Esta é a situação que o indivíduo se encontra nessas relações contratuais contemporâneas. Não há como não estar inserido nestas relações, seja pela rapidez e qualidade do serviço, seja pelo fator econômico, de segurança ou etc. Esta é a regra, e a regra predispõe o indivíduo à não escolha, a não liberdade, a uma diminuição de capacidade.

Por certo que a boa-fé também, nessas contratações, não é um “standard” de posturas. Com um olhar mais aprofundado, nas inúmeras cláusulas e incisos que recheiam estes “contratos”, podemos facilmente deslumbrar em quantas contratações acessórias e em quantas situações alheias ao objeto em si da contratação, o consumidor (indivíduo), está aderindo, sem perceber no que importa e no que se compromete ao contratar.

Essa é a discussão primordial que esse trabalho procura buscar. No momento que o indivíduo busca essas contratações, contratações essas inerentes e imprescindíveis no mundo moderno, ele encontra-se só.
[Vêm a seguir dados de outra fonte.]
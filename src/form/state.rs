//! Resource form state
//!
//! Holds the draft of one create/edit session: a copy of the record being
//! edited (or the schema template), the files pending upload, and the logic
//! that validates and submits it.

use super::error::{FieldIssue, SubmitError, ValidationError};
use super::payload::build_payload;
use super::value::FieldValue;
use crate::api::{Attachment, Payload, ResourceClient};
use crate::resource::{FieldDef, FieldKind, Record, ResourceSchema};
use std::collections::BTreeMap;

/// Draft of a create or edit form
#[derive(Debug, Clone)]
pub struct ResourceFormState {
    schema: &'static ResourceSchema,
    editing: Option<String>,
    draft: BTreeMap<String, FieldValue>,
    files: Vec<Attachment>,
    existing_images: Vec<String>,
}

impl ResourceFormState {
    /// A form holding the creation template
    pub fn new(schema: &'static ResourceSchema) -> Self {
        let mut form = Self {
            schema,
            editing: None,
            draft: BTreeMap::new(),
            files: Vec::new(),
            existing_images: Vec::new(),
        };
        form.init_from_resource(None);
        form
    }

    /// A form editing `record`
    pub fn edit(schema: &'static ResourceSchema, record: &Record) -> Self {
        let mut form = Self::new(schema);
        form.init_from_resource(Some(record));
        form
    }

    /// Reset the draft to the template (`None`) or to a copy of `resource`
    pub fn init_from_resource(&mut self, resource: Option<&Record>) {
        self.files.clear();
        self.draft = self
            .schema
            .fields
            .iter()
            .map(|field| (field.name.clone(), initial_value(field, resource)))
            .collect();

        match resource {
            Some(record) => {
                self.editing = record.id(self.schema);
                self.existing_images = record.image_paths(self.schema);
                if self.editing.is_none() {
                    tracing::warn!("Editing a {} record without an id", self.schema.key);
                }
            }
            None => {
                self.editing = None;
                self.existing_images.clear();
            }
        }
    }

    pub fn schema(&self) -> &'static ResourceSchema {
        self.schema
    }

    pub fn is_editing(&self) -> bool {
        self.editing.is_some()
    }

    pub fn editing_id(&self) -> Option<&str> {
        self.editing.as_deref()
    }

    pub fn value(&self, field: &str) -> Option<&FieldValue> {
        self.draft.get(field)
    }

    pub fn draft(&self) -> &BTreeMap<String, FieldValue> {
        &self.draft
    }

    /// Canonical input text of a field
    pub fn input_text(&self, field: &str) -> String {
        self.draft
            .get(field)
            .map(FieldValue::to_input)
            .unwrap_or_default()
    }

    fn field_def(&self, field: &str) -> Result<&'static FieldDef, FieldIssue> {
        self.schema
            .field(field)
            .ok_or_else(|| FieldIssue::new(field, "unknown field"))
    }

    /// Set a typed value; the value must match the field's kind
    pub fn set_field(&mut self, field: &str, value: FieldValue) -> Result<(), FieldIssue> {
        let def = self.field_def(field)?;
        if !value.matches_kind(def.kind) {
            return Err(FieldIssue::new(
                field,
                format!("expected {}", def.kind.as_str()),
            ));
        }
        self.draft.insert(def.name.clone(), value);
        Ok(())
    }

    /// Set a field from raw text input (lists are split, dates parsed)
    pub fn set_field_raw(&mut self, field: &str, raw: &str) -> Result<(), FieldIssue> {
        let def = self.field_def(field)?;
        let value =
            FieldValue::parse_input(def.kind, raw).map_err(|msg| FieldIssue::new(field, msg))?;
        self.draft.insert(def.name.clone(), value);
        Ok(())
    }

    /// Replace the files pending upload
    ///
    /// Single-file schemas keep only the first file.
    pub fn set_files(&mut self, mut files: Vec<Attachment>) -> Result<(), FieldIssue> {
        let Some(file_field) = &self.schema.file_field else {
            return Err(FieldIssue::new("files", "this resource has no uploads"));
        };

        if !file_field.multiple && files.len() > 1 {
            tracing::debug!(
                "{} accepts a single {}, dropping {} extra file(s)",
                self.schema.key,
                file_field.name,
                files.len() - 1
            );
            files.truncate(1);
        }
        self.files = files;
        Ok(())
    }

    pub fn files(&self) -> &[Attachment] {
        &self.files
    }

    /// Image paths already stored on the edited record
    pub fn existing_images(&self) -> &[String] {
        &self.existing_images
    }

    /// Client-side checks run before any request is made
    pub fn validate(&self) -> Result<(), ValidationError> {
        let mut errors = ValidationError::default();

        for field in &self.schema.fields {
            if !field.required {
                continue;
            }
            let present = match self.draft.get(&field.name) {
                Some(FieldValue::Text(s)) if field.kind == FieldKind::RichText => {
                    !strip_tags(s).trim().is_empty()
                }
                Some(value) => value.is_present(),
                None => false,
            };
            if !present {
                let message = if field.kind.is_list() {
                    "needs at least one entry"
                } else {
                    "is required"
                };
                errors.push(FieldIssue::new(&field.name, message));
            }
        }

        if let Some((start, end)) = &self.schema.date_range {
            if let (Some(FieldValue::Date(Some(s))), Some(FieldValue::Date(Some(e)))) =
                (self.draft.get(start), self.draft.get(end))
            {
                if e < s {
                    errors.push(FieldIssue::new(end, "must not be before the start date"));
                }
            }
        }

        if errors.is_empty() {
            Ok(())
        } else {
            Err(errors)
        }
    }

    /// Request body for the current draft: multipart when files are pending
    pub fn payload(&self) -> Payload {
        build_payload(self.schema, &self.draft, &self.files)
    }

    /// Validate, then create or update; the draft is discarded on success
    ///
    /// The caller owns the list refresh.
    pub async fn submit(&mut self, client: &ResourceClient) -> Result<Record, SubmitError> {
        self.validate()?;

        let payload = self.payload();
        let endpoint = &self.schema.endpoint;
        let value = match &self.editing {
            Some(id) => {
                tracing::info!(
                    "Updating {} {} ({})",
                    self.schema.key,
                    id,
                    if payload.is_multipart() { "multipart" } else { "json" }
                );
                client.update(endpoint, id, &payload).await?
            }
            None => {
                tracing::info!(
                    "Creating {} ({})",
                    self.schema.key,
                    if payload.is_multipart() { "multipart" } else { "json" }
                );
                client.create(endpoint, &payload).await?
            }
        };

        self.init_from_resource(None);
        Ok(Record::new(value))
    }
}

fn initial_value(field: &FieldDef, resource: Option<&Record>) -> FieldValue {
    match resource {
        Some(record) => record
            .get(&field.name)
            .map(|v| FieldValue::from_json(field.kind, v))
            .unwrap_or_else(|| FieldValue::empty_for(field.kind)),
        None => field
            .default
            .as_ref()
            .map(|v| FieldValue::from_json(field.kind, v))
            .unwrap_or_else(|| FieldValue::empty_for(field.kind)),
    }
}

/// Text content of rich-text HTML, for emptiness checks
fn strip_tags(html: &str) -> String {
    let mut out = String::with_capacity(html.len());
    let mut in_tag = false;
    for c in html.chars() {
        match c {
            '<' => in_tag = true,
            '>' => in_tag = false,
            _ if !in_tag => out.push(c),
            _ => {}
        }
    }
    out.replace("&nbsp;", " ")
}

#[cfg(test)]
mod tests {
    use super::*;
    use crate::form::convert::input_string_to_date;
    use crate::resource::get_resource;
    use serde_json::json;

    fn bootcamps() -> &'static ResourceSchema {
        get_resource("bootcamps").unwrap()
    }

    fn existing() -> Record {
        Record::new(json!({
            "_id": "b1",
            "name": "Rust 101",
            "description": "<p>Systems</p>",
            "category": {"_id": "c1", "name": "Systems"},
            "types": ["online"],
            "startDate": "2024-06-01T00:00:00.000Z",
            "endDate": "2024-06-30T00:00:00.000Z",
            "events": [{"_id": "e1", "title": "Kickoff"}, "e2"],
            "images": ["/uploads/one.png"]
        }))
    }

    #[test]
    fn test_template_defaults() {
        let form = ResourceFormState::new(bootcamps());
        assert!(!form.is_editing());
        assert_eq!(form.value("isPublished"), Some(&FieldValue::Bool(true)));
        assert_eq!(form.value("types"), Some(&FieldValue::List(vec![])));
        assert_eq!(form.value("category"), Some(&FieldValue::Ref(None)));
    }

    #[test]
    fn test_edit_normalizes_relations() {
        let form = ResourceFormState::edit(bootcamps(), &existing());
        assert_eq!(form.editing_id(), Some("b1"));
        assert_eq!(form.value("category"), Some(&FieldValue::Ref(Some("c1".into()))));
        assert_eq!(
            form.value("events"),
            Some(&FieldValue::Refs(vec!["e1".into(), "e2".into()]))
        );
        assert_eq!(form.input_text("startDate"), "2024-06-01");
        assert_eq!(form.existing_images(), ["/uploads/one.png".to_string()]);
    }

    #[test]
    fn test_bare_and_expanded_category_give_same_draft() {
        let mut bare = existing().into_value();
        bare["category"] = json!("c1");
        let a = ResourceFormState::edit(bootcamps(), &existing());
        let b = ResourceFormState::edit(bootcamps(), &Record::new(bare));
        assert_eq!(a.value("category"), b.value("category"));
    }

    #[test]
    fn test_edit_does_not_touch_original() {
        let record = existing();
        let mut form = ResourceFormState::edit(bootcamps(), &record);
        form.set_field_raw("name", "Renamed").unwrap();
        assert_eq!(record.get("name").unwrap(), "Rust 101");
        assert_eq!(form.input_text("name"), "Renamed");
    }

    #[test]
    fn test_set_field_kind_mismatch() {
        let mut form = ResourceFormState::new(bootcamps());
        let err = form
            .set_field("types", FieldValue::Text("online".into()))
            .unwrap_err();
        assert_eq!(err.field, "types");
        assert!(form.set_field("nope", FieldValue::Bool(true)).is_err());
    }

    #[test]
    fn test_set_field_raw_splits_lists() {
        let mut form = ResourceFormState::new(bootcamps());
        form.set_field_raw("types", " online, onsite ,,\n weekend ").unwrap();
        assert_eq!(form.input_text("types"), "online, onsite, weekend");
    }

    #[test]
    fn test_set_field_raw_rejects_bad_date() {
        let mut form = ResourceFormState::new(bootcamps());
        let err = form.set_field_raw("startDate", "June 1st").unwrap_err();
        assert_eq!(err.field, "startDate");
        assert_eq!(form.value("startDate"), Some(&FieldValue::Date(None)));
    }

    #[test]
    fn test_validation_required_fields() {
        let form = ResourceFormState::new(bootcamps());
        let err = form.validate().unwrap_err();
        assert!(err.for_field("name").is_some());
        assert!(err.for_field("category").is_some());
        assert_eq!(err.for_field("types").unwrap().message, "needs at least one entry");
        assert!(err.for_field("location").is_none());
    }

    #[test]
    fn test_validation_date_range() {
        let mut form = ResourceFormState::edit(bootcamps(), &existing());
        assert!(form.validate().is_ok());

        form.set_field(
            "endDate",
            FieldValue::Date(input_string_to_date("2024-05-01")),
        )
        .unwrap();
        let err = form.validate().unwrap_err();
        assert!(err.for_field("endDate").is_some());
    }

    #[test]
    fn test_rich_text_markup_only_is_empty() {
        assert!(strip_tags("<p><br></p>").trim().is_empty());
        assert_eq!(strip_tags("<b>Hi</b>&nbsp;there"), "Hi there");
    }

    #[test]
    fn test_single_file_schema_keeps_first() {
        let mut form = ResourceFormState::new(get_resource("categories").unwrap());
        form.set_files(vec![
            Attachment::new("a.png", "image/png", vec![]),
            Attachment::new("b.png", "image/png", vec![]),
        ])
        .unwrap();
        assert_eq!(form.files().len(), 1);
        assert_eq!(form.files()[0].file_name, "a.png");
    }

    #[test]
    fn test_payload_switches_on_files() {
        let mut form = ResourceFormState::edit(bootcamps(), &existing());
        assert!(!form.payload().is_multipart());

        form.set_files(vec![Attachment::new("a.png", "image/png", vec![1])])
            .unwrap();
        assert!(form.payload().is_multipart());
    }

    #[test]
    fn test_reinit_clears_files_and_target() {
        let mut form = ResourceFormState::edit(bootcamps(), &existing());
        form.set_files(vec![Attachment::new("a.png", "image/png", vec![1])])
            .unwrap();
        form.init_from_resource(None);
        assert!(form.files().is_empty());
        assert!(!form.is_editing());
        assert!(form.existing_images().is_empty());
    }
}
Não tem a capacidade técnica necessária para a compreensão, não é tutelado pelo Estado, e nem tampouco exerce autonomia, liberdade.

No exemplo 6, quando o indivíduo adquiriu o produto, o princípio basilar da boa-fé objetiva foi ferido. Por certo que a conduta do ofertante (fornecedor) passou à margem da boa-fé. A intenção era de induzir o consumidor sim ao erro, pela propaganda enganosa, pela vulnerabilidade do consumidor nesse momento de contratação, pela falta do dever de informar exatamente quais serias as condições necessárias para o bom funcionamento do produto, e etc. Porém, o que na prática ocorre é a grande dificuldade, ou até a impossibilidade de distratar. E, salvo melhor juízo, no nosso entendimento é só nessa situação que o Estado tutela é somente no não cumprimento, no desacordo, que o indivíduo, ou o consumidor tem sua voz de alguma forma ouvida. Anteriormente, no momento da contratação, o indivíduo está só e vulnerável, pois necessita do serviço ou bem, e para adquiri-lo nessa sociedade que vivemos, só o faz de forma adesiva, ou seja, sem autonomia, sem liberdade e com sua capacidade de escolha reduzida.
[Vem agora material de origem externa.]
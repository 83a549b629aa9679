//! Resource Fetcher
//!
//! Handles fetching records from the catalog API based on resource schemas.

use super::record::Record;
use super::reference::{Ref, RelationOption};
use super::registry::ResourceSchema;
use crate::api::{ApiError, ResourceClient};
use serde_json::Value;

/// Fetch the whole collection of a resource
pub async fn fetch_records(
    client: &ResourceClient,
    schema: &ResourceSchema,
) -> Result<Vec<Record>, ApiError> {
    let items = client.list(&schema.endpoint, &[]).await?;
    tracing::debug!("Fetched {} {}", items.len(), schema.key);
    Ok(items.into_iter().map(Record::new).collect())
}

/// Fetch a single record by id
pub async fn fetch_record(
    client: &ResourceClient,
    schema: &ResourceSchema,
    id: &str,
) -> Result<Record, ApiError> {
    let value = client.get(&schema.endpoint, id).await?;
    if value.is_null() {
        return Err(ApiError::Http {
            status: 404,
            status_text: "Not Found".to_string(),
        });
    }
    Ok(Record::new(value))
}

/// Fetch the options of a relation select (`/categories`, `/products`, ...)
pub async fn fetch_relation_options(
    client: &ResourceClient,
    source: &str,
) -> Result<Vec<RelationOption>, ApiError> {
    let items = client.list(source, &[]).await?;
    Ok(items
        .iter()
        .filter_map(Ref::from_value)
        .map(RelationOption::from)
        .collect())
}

/// Extract a value from JSON using a dot-notation path
pub fn extract_json_value(item: &Value, path: &str) -> String {
    let parts: Vec<&str> = path.split('.').collect();
    let mut current = item;

    for part in parts {
        // Handle array index
        if let Ok(idx) = part.parse::<usize>() {
            current = match current.get(idx) {
                Some(v) => v,
                None => return "-".to_string(),
            };
        } else {
            current = match current.get(part) {
                Some(v) => v,
                None => return "-".to_string(),
            };
        }
    }

    match current {
        Value::String(s) if s.is_empty() => "-".to_string(),
        Value::String(s) => s.clone(),
        Value::Number(n) => n.to_string(),
        Value::Bool(b) => if *b { "yes" } else { "no" }.to_string(),
        Value::Null => "-".to_string(),
        Value::Array(arr) => format!("[{} items]", arr.len()),
        Value::Object(_) => "[object]".to_string(),
    }
}
#[cfg(test)]
mod tests {
    use super::*;
    use catadmin::ApiConfig;
    use serde_json::json;

    fn app(key: &str, readonly: bool) -> App {
        let config = ApiConfig::new("http://127.0.0.1:9/api", None).unwrap();
        let client = ResourceClient::new(config).unwrap();
        let manager = ResourceManager::new(get_resource(key).unwrap(), client.clone());
        App::from_initialized(client, manager, Config::default(), 10, readonly)
    }

    fn load(app: &mut App, n: usize) {
        let items = (0..n)
            .map(|i| Record::new(json!({"_id": format!("id-{}", i), "name": format!("Item {}", i)})))
            .collect();
        app.manager.list.replace_items(items);
    }

    #[test]
    fn test_row_navigation_stays_on_page() {
        let mut app = app("bootcamps", false);
        load(&mut app, 25);
        app.go_to_bottom();
        assert_eq!(app.selected, 9);
        app.next();
        assert_eq!(app.selected, 9);

        app.next_page();
        app.next_page();
        assert_eq!(app.selected, 0);
        app.go_to_bottom();
        assert_eq!(app.selected_id().as_deref(), Some("id-24"));
    }

    #[test]
    fn test_toggle_selection_uses_row_id() {
        let mut app = app("bootcamps", false);
        load(&mut app, 3);
        app.next();
        app.toggle_selection();
        assert!(app.manager.list.is_selected("id-1"));
        app.clear_selection();
        assert!(app.manager.list.selection().is_empty());
    }

    #[test]
    fn test_delete_prefers_selection() {
        let mut app = app("bootcamps", false);
        load(&mut app, 5);
        app.select_all();
        app.stage_delete();
        assert_eq!(app.mode, Mode::Confirm);
        assert_eq!(
            app.manager.gate.pending().unwrap().message,
            "Delete 5 selected bootcamps?"
        );
    }

    #[tokio::test]
    async fn test_cancel_leaves_items_alone() {
        let mut app = app("bootcamps", false);
        load(&mut app, 5);
        app.stage_delete();
        app.resolve_confirm(false).await;
        assert_eq!(app.mode, Mode::Normal);
        assert!(!app.manager.gate.is_staged());
        assert_eq!(app.manager.list.items().len(), 5);
    }

    #[test]
    fn test_readonly_blocks_writes() {
        let mut app = app("bootcamps", true);
        load(&mut app, 2);
        app.stage_delete();
        assert_eq!(app.mode, Mode::Warning);
        assert!(!app.manager.gate.is_staged());

        app.exit_mode();
        app.enter_new_form();
        assert!(app.editor.is_none());
    }

    #[test]
    fn test_category_picker() {
        let mut app = app("categories", false);
        app.enter_category_picker();
        assert_eq!(app.mode, Mode::Warning);

        let mut app = self::app("bootcamps", false);
        app.enter_category_picker();
        let picker = app.picker.as_mut().unwrap();
        assert_eq!(picker.kind, PickerKind::Category);
        assert_eq!(picker.selected_option().unwrap().id, "all");
    }

    #[tokio::test]
    async fn test_partial_bulk_failure_is_shown() {
        let mut app = app("bootcamps", false);
        load(&mut app, 2);
        app.select_all();
        app.stage_delete();
        app.resolve_confirm(true).await;

        assert_eq!(app.mode, Mode::Warning);
        let warning = app.warning_message.as_deref().unwrap();
        assert!(warning.starts_with("2 of 2 operations failed: id-0"));
        assert!(warning.contains("id-1"));
        assert_eq!(
            app.status_message.as_deref(),
            Some("Deleted 0 of 2 (2 failed)")
        );
        assert!(app.manager.list.selection().is_empty());
    }

    #[test]
    fn test_relation_picker_needs_options() {
        let mut app = app("services", false);
        app.enter_new_form();
        while !app.editor_on_relation_list() {
            app.editor.as_mut().unwrap().next_row();
        }
        app.enter_relation_picker();
        assert_eq!(app.mode, Mode::Warning);

        app.exit_mode();
        assert_eq!(app.mode, Mode::Form);
    }

    #[test]
    fn test_picker_search() {
        let options = vec![
            RelationOption {
                id: "a".into(),
                label: "Web Development".into(),
            },
            RelationOption {
                id: "b".into(),
                label: "Data Science".into(),
            },
        ];
        let mut picker = PickerState::new(PickerKind::Category, "t", options, "b");
        assert_eq!(picker.selected, 1);
        picker.search_text = "web".into();
        picker.apply_search();
        assert_eq!(picker.filtered.len(), 1);
        picker.next();
        assert_eq!(picker.selected_option().unwrap().id, "a");
    }
}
Os princípios consagrados na teoria clássica dos contratos não se encontram na maioria das contratações atuais e principalmente nas celebradas via internet e tecnologia. Na rapidez das necessidades de consumo que a sociedade vive, não há mais a reflexão do exercício da liberdade e uso das capacidades. Vorazmente, se quer e precisa participar de tudo, e mesmo que o preço seja este, parece que é assim que encaminham-se as relações na sociedade atual.

De outra banda, como pode-se fazer parte da sociedade sem participar destas relações? Não há como. Não pode o indivíduo entrar na contramão da sociedade veloz e tecnológica que se encontra. Não existe a possibilidade de recusar estas formas de contratações. Simplesmente são impostas, a fim de atender o mercado, e assim

funcionam, e por mais que seja possível ainda dizer que há exercício de liberdade e vontade ao não contratar, temos que esta alternativa não é possível, pois não há como viver à margem da sociedade contemporânea.
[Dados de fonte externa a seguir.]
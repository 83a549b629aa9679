//! Create/edit forms
//!
//! - [`state`] - `ResourceFormState`, the draft of one form session
//! - [`value`] - canonical field values per schema kind
//! - [`convert`] - date and list input conversions
//! - [`payload`] - JSON / multipart serialization driven by the schema
//! - [`error`] - validation and submit errors

pub mod convert;
pub mod error;
pub mod payload;
pub mod state;
pub mod value;

pub use convert::{date_to_input_string, input_string_to_date, split_list};
pub use error::{FieldIssue, SubmitError, ValidationError};
pub use state::ResourceFormState;
pub use value::FieldValue;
É importante ainda para este estudo explanar sobre a dignidade humana nestas relações. Embora possa parecer fugaz e exagerado dizer que ao contratar desta forma poderiam estar sendo ultrajados e feridos direitos fundamentais, cabe aqui fazer um contraponto com as gerações de direitos fundamentais que são na melhor das hipóteses negligenciados e trazer a reflexão ética para estas situações.